LISTED RECORDS section start
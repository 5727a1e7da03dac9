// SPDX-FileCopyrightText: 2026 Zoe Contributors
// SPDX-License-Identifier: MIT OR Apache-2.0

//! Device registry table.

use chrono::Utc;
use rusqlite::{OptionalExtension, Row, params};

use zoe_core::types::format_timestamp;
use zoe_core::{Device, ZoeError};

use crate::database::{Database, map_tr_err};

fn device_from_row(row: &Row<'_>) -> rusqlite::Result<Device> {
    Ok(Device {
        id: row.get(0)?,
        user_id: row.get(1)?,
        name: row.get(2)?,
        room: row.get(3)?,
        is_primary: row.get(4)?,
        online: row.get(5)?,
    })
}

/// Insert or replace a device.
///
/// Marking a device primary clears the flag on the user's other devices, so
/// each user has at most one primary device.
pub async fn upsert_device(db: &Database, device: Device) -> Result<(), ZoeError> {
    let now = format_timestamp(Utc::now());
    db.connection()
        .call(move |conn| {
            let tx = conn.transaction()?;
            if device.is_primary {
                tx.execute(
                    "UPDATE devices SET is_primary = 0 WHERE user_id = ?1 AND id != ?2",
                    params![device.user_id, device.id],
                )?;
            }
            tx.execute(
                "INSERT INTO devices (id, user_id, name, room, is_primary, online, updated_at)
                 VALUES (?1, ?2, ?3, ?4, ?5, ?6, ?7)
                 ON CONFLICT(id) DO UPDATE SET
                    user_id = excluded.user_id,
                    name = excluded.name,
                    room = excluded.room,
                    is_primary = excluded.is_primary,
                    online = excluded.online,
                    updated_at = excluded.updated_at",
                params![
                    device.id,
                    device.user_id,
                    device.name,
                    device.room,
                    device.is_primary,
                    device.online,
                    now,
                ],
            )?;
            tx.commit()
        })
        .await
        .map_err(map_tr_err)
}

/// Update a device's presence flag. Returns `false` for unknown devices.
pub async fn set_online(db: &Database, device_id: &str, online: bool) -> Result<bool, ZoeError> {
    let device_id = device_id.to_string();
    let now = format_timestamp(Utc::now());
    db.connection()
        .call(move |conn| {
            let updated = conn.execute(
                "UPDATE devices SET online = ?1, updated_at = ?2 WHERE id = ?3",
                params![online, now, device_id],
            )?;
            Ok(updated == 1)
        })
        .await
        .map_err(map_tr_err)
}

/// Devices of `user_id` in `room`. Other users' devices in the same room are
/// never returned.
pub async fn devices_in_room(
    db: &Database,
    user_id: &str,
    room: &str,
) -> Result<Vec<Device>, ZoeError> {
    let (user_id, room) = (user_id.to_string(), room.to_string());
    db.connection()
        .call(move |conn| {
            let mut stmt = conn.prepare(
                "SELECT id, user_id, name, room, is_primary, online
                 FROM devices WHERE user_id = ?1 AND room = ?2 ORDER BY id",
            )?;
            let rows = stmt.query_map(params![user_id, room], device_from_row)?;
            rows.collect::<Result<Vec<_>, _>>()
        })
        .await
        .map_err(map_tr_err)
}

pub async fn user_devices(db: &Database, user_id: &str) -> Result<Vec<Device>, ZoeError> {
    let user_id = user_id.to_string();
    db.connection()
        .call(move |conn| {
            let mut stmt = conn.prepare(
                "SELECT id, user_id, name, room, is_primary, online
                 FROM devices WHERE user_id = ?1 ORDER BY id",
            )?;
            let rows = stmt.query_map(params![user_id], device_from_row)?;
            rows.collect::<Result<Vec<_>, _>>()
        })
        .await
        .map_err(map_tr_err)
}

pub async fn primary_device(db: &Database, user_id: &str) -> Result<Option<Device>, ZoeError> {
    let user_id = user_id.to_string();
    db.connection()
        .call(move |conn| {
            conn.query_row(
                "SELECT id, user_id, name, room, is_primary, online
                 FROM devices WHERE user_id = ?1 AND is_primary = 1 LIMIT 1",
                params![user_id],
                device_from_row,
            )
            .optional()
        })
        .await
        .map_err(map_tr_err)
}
LISTED RECORDS section end
- [YOUR GOAL] Copy all lines from the listing that contain "Database".

- [RESULT OF THIS EXERCISE]
use crate::database::{Database, map_tr_err};
pub async fn upsert_device(db: &Database, device: Device) -> Result<(), ZoeError> {
pub async fn set_online(db: &Database, device_id: &str, online: bool) -> Result<bool, ZoeError> {
    db: &Database,
pub async fn user_devices(db: &Database, user_id: &str) -> Result<Vec<Device>, ZoeError> {
pub async fn primary_device(db: &Database, user_id: &str) -> Result<Option<Device>, ZoeError> {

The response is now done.